**The problem**
Search the entries below for "Debug", and copy each line where it appears.

(Saved entries)
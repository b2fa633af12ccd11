//! Static hull table.
//!
//! Names and categories for the ship hulls the scanner knows about, so a
//! scan never needs an API call just to label a type id.

use serde::{Deserialize, Serialize};
use std::collections::HashMap;
use std::fmt;

use crate::types::{ScanError, TypeId};

#[derive(Debug, Clone, Copy, PartialEq, Eq, Hash, Serialize)]
pub enum HullCategory {
    T1Battleship,
    BlackOps,
    Marauder,
    FactionBattleship,
    PirateBattleship,
    StrategicCruiser,
    HeavyAssaultCruiser,
    ReconShip,
    CommandShip,
}

impl HullCategory {
    pub fn class(&self) -> ShipClass {
        match self {
            HullCategory::T1Battleship
            | HullCategory::BlackOps
            | HullCategory::Marauder
            | HullCategory::FactionBattleship
            | HullCategory::PirateBattleship => ShipClass::Battleship,
            HullCategory::StrategicCruiser
            | HullCategory::HeavyAssaultCruiser
            | HullCategory::ReconShip => ShipClass::Cruiser,
            HullCategory::CommandShip => ShipClass::CommandShip,
        }
    }
}

impl fmt::Display for HullCategory {
    fn fmt(&self, f: &mut fmt::Formatter<'_>) -> fmt::Result {
        let label = match self {
            HullCategory::T1Battleship => "T1 Battleship",
            HullCategory::BlackOps => "Black Ops",
            HullCategory::Marauder => "Marauder",
            HullCategory::FactionBattleship => "Faction Battleship",
            HullCategory::PirateBattleship => "Pirate Battleship",
            HullCategory::StrategicCruiser => "Strategic Cruiser",
            HullCategory::HeavyAssaultCruiser => "Heavy Assault Cruiser",
            HullCategory::ReconShip => "Recon Ship",
            HullCategory::CommandShip => "Command Ship",
        };
        write!(f, "{label}")
    }
}

/// Hull groups a scan can target as a whole.
#[derive(Debug, Clone, Copy, Default, PartialEq, Eq, Hash, Serialize, Deserialize)]
#[serde(rename_all = "snake_case")]
pub enum ShipClass {
    #[default]
    Battleship,
    Cruiser,
    CommandShip,
}

impl fmt::Display for ShipClass {
    fn fmt(&self, f: &mut fmt::Formatter<'_>) -> fmt::Result {
        match self {
            ShipClass::Battleship => write!(f, "battleship"),
            ShipClass::Cruiser => write!(f, "cruiser"),
            ShipClass::CommandShip => write!(f, "command_ship"),
        }
    }
}

impl std::str::FromStr for ShipClass {
    type Err = ScanError;

    fn from_str(s: &str) -> Result<Self, Self::Err> {
        match s.trim().to_lowercase().as_str() {
            "battleship" | "battleships" => Ok(ShipClass::Battleship),
            "cruiser" | "cruisers" => Ok(ShipClass::Cruiser),
            "command_ship" | "command-ship" | "command_ships" => Ok(ShipClass::CommandShip),
            other => Err(ScanError::MalformedInput(format!("unknown ship type: {other}"))),
        }
    }
}

/// One entry in the hull table.
#[derive(Debug, Clone, PartialEq, Eq, Serialize)]
pub struct HullInfo {
    pub id: TypeId,
    pub name: &'static str,
    pub category: HullCategory,
}

use HullCategory::*;

const HULLS: &[(TypeId, &str, HullCategory)] = &[
    // T1 battleships
    (24692, "Abaddon", T1Battleship),
    (642, "Apocalypse", T1Battleship),
    (643, "Armageddon", T1Battleship),
    (638, "Raven", T1Battleship),
    (24688, "Rokh", T1Battleship),
    (640, "Scorpion", T1Battleship),
    (645, "Dominix", T1Battleship),
    (24690, "Hyperion", T1Battleship),
    (641, "Megathron", T1Battleship),
    (24694, "Maelstrom", T1Battleship),
    (639, "Tempest", T1Battleship),
    (644, "Typhoon", T1Battleship),
    // Black ops
    (22436, "Widow", BlackOps),
    (22428, "Redeemer", BlackOps),
    (22440, "Panther", BlackOps),
    (22430, "Sin", BlackOps),
    // Marauders
    (28665, "Vargur", Marauder),
    (28710, "Golem", Marauder),
    (28659, "Paladin", Marauder),
    (28661, "Kronos", Marauder),
    // Navy / fleet issue
    (32305, "Armageddon Navy Issue", FactionBattleship),
    (17726, "Apocalypse Navy Issue", FactionBattleship),
    (47466, "Praxis", FactionBattleship),
    (17636, "Raven Navy Issue", FactionBattleship),
    (32309, "Scorpion Navy Issue", FactionBattleship),
    (32307, "Dominix Navy Issue", FactionBattleship),
    (17728, "Megathron Navy Issue", FactionBattleship),
    (32311, "Typhoon Fleet Issue", FactionBattleship),
    (17732, "Tempest Fleet Issue", FactionBattleship),
    // Pirate
    (33820, "Barghest", PirateBattleship),
    (17920, "Bhaalgorn", PirateBattleship),
    (17736, "Nightmare", PirateBattleship),
    (17918, "Rattlesnake", PirateBattleship),
    (17738, "Machariel", PirateBattleship),
    (17740, "Vindicator", PirateBattleship),
    (33472, "Nestor", PirateBattleship),
    // Command ships
    (22448, "Absolution", CommandShip),
    (22474, "Damnation", CommandShip),
    (22470, "Nighthawk", CommandShip),
    (22446, "Vulture", CommandShip),
    (22466, "Astarte", CommandShip),
    (22442, "Eos", CommandShip),
    (22468, "Claymore", CommandShip),
    (22444, "Sleipnir", CommandShip),
    // Strategic cruisers
    (29986, "Legion", StrategicCruiser),
    (29984, "Tengu", StrategicCruiser),
    (29988, "Proteus", StrategicCruiser),
    (29990, "Loki", StrategicCruiser),
    // Heavy assault cruisers
    (12003, "Zealot", HeavyAssaultCruiser),
    (12019, "Sacrilege", HeavyAssaultCruiser),
    (12011, "Eagle", HeavyAssaultCruiser),
    (11993, "Cerberus", HeavyAssaultCruiser),
    (12023, "Deimos", HeavyAssaultCruiser),
    (12005, "Ishtar", HeavyAssaultCruiser),
    (11999, "Vagabond", HeavyAssaultCruiser),
    (12015, "Muninn", HeavyAssaultCruiser),
    // Recons
    (11965, "Pilgrim", ReconShip),
    (20125, "Curse", ReconShip),
    (11957, "Falcon", ReconShip),
    (11959, "Rook", ReconShip),
    (11969, "Arazu", ReconShip),
    (11971, "Lachesis", ReconShip),
    (11961, "Huginn", ReconShip),
    (11963, "Rapier", ReconShip),
];

/// Immutable lookup table of known hulls, built once at startup.
#[derive(Debug, Clone)]
pub struct HullCatalog {
    by_id: HashMap<TypeId, HullInfo>,
    /// Table order, for stable listings.
    order: Vec<TypeId>,
}

impl Default for HullCatalog {
    fn default() -> Self {
        Self::new()
    }
}

impl HullCatalog {
    pub fn new() -> Self {
        let by_id = HULLS
            .iter()
            .map(|&(id, name, category)| (id, HullInfo { id, name, category }))
            .collect();
        let order = HULLS.iter().map(|&(id, _, _)| id).collect();
        Self { by_id, order }
    }

    pub fn get(&self, type_id: TypeId) -> Option<&HullInfo> {
        self.by_id.get(&type_id)
    }

    pub fn name(&self, type_id: TypeId) -> Option<&'static str> {
        self.get(type_id).map(|h| h.name)
    }

    pub fn len(&self) -> usize {
        self.order.len()
    }

    pub fn is_empty(&self) -> bool {
        self.order.is_empty()
    }

    /// All hulls belonging to a class, in table order.
    pub fn by_class(&self, class: ShipClass) -> Vec<&HullInfo> {
        self.order
            .iter()
            .filter_map(|id| self.by_id.get(id))
            .filter(|h| h.category.class() == class)
            .collect()
    }

    pub fn type_ids(&self, class: ShipClass) -> Vec<TypeId> {
        self.by_class(class).into_iter().map(|h| h.id).collect()
    }
}

/// Parse a comma-separated list of hull type ids.
pub fn parse_hull_ids(input: &str) -> Result<Vec<TypeId>, ScanError> {
    let ids = input
        .split(',')
        .map(str::trim)
        .filter(|s| !s.is_empty())
        .map(|s| {
            s.parse::<TypeId>()
                .map_err(|_| ScanError::MalformedInput(format!("invalid hull id: {s}")))
        })
        .collect::<Result<Vec<_>, _>>()?;

    if ids.is_empty() {
        return Err(ScanError::MalformedInput("no hull ids given".into()));
    }
    Ok(ids)
}
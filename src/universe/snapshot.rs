//! Graph snapshot loading.
//!
//! The snapshot is a JSON object keyed by solar system id, produced
//! out-of-band from the static data export:
//!
//! ```json
//! { "30002558": { "name": "Sosala", "region_id": 10000038,
//!                 "region_name": "The Bleak Lands", "adjacent": [30002557] } }
//! ```

use anyhow::{Context, Result};
use serde::{Deserialize, Serialize};
use std::collections::HashMap;
use std::path::Path;
use tracing::{info, warn};

use super::LocationGraph;
use crate::types::{Location, LocationId, RegionId, ScanError};

/// On-disk shape of one location. The id is the map key.
#[derive(Debug, Clone, Serialize, Deserialize)]
struct LocationRecord {
    name: String,
    region_id: RegionId,
    #[serde(default)]
    region_name: String,
    #[serde(default)]
    adjacent: Vec<LocationId>,
}

/// Parse a graph snapshot from JSON text.
pub fn parse_graph(json: &str) -> Result<LocationGraph> {
    let records: HashMap<LocationId, LocationRecord> =
        serde_json::from_str(json).context("Failed to parse location graph snapshot")?;

    Ok(LocationGraph::from_locations(records.into_iter().map(
        |(id, r)| Location {
            id,
            name: r.name,
            region_id: r.region_id,
            region_name: r.region_name,
            adjacent: r.adjacent,
        },
    )))
}

/// Load a graph snapshot from a file. A missing, corrupt or empty
/// snapshot is `DataUnavailable`.
pub fn load_graph(path: &Path) -> Result<LocationGraph, ScanError> {
    let unavailable = |reason: String| {
        ScanError::DataUnavailable(format!("graph snapshot {}: {reason}", path.display()))
    };

    let json = std::fs::read_to_string(path).map_err(|e| unavailable(e.to_string()))?;
    let graph = parse_graph(&json).map_err(|e| unavailable(format!("{e:#}")))?;
    if graph.is_empty() {
        return Err(unavailable("no systems".into()));
    }
    info!(path = %path.display(), systems = graph.len(), "Location graph loaded");
    Ok(graph)
}

/// Load the snapshot, returning `None` (and logging) when it is
/// unavailable so callers can fall back to static regions.
pub fn try_load_graph(path: &Path) -> Option<LocationGraph> {
    match load_graph(path) {
        Ok(graph) => Some(graph),
        Err(e) => {
            warn!(error = %e, "Location graph unavailable");
            None
        }
    }
}

/// Serialize a graph back to the snapshot format.
pub fn to_json(graph: &LocationGraph) -> Result<String> {
    let records: HashMap<LocationId, LocationRecord> = graph
        .locations()
        .map(|l| {
            (
                l.id,
                LocationRecord {
                    name: l.name.clone(),
                    region_id: l.region_id,
                    region_name: l.region_name.clone(),
                    adjacent: l.adjacent.clone(),
                },
            )
        })
        .collect();
    serde_json::to_string_pretty(&records).context("Failed to serialise location graph")
}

**Solution for this exercise**
#[derive(Debug, Clone, Copy, PartialEq, Eq, Hash, Serialize)]
#[derive(Debug, Clone, Copy, Default, PartialEq, Eq, Hash, Serialize, Deserialize)]
#[derive(Debug, Clone, PartialEq, Eq, Serialize)]
#[derive(Debug, Clone)]
#[derive(Debug, Clone, Serialize, Deserialize)]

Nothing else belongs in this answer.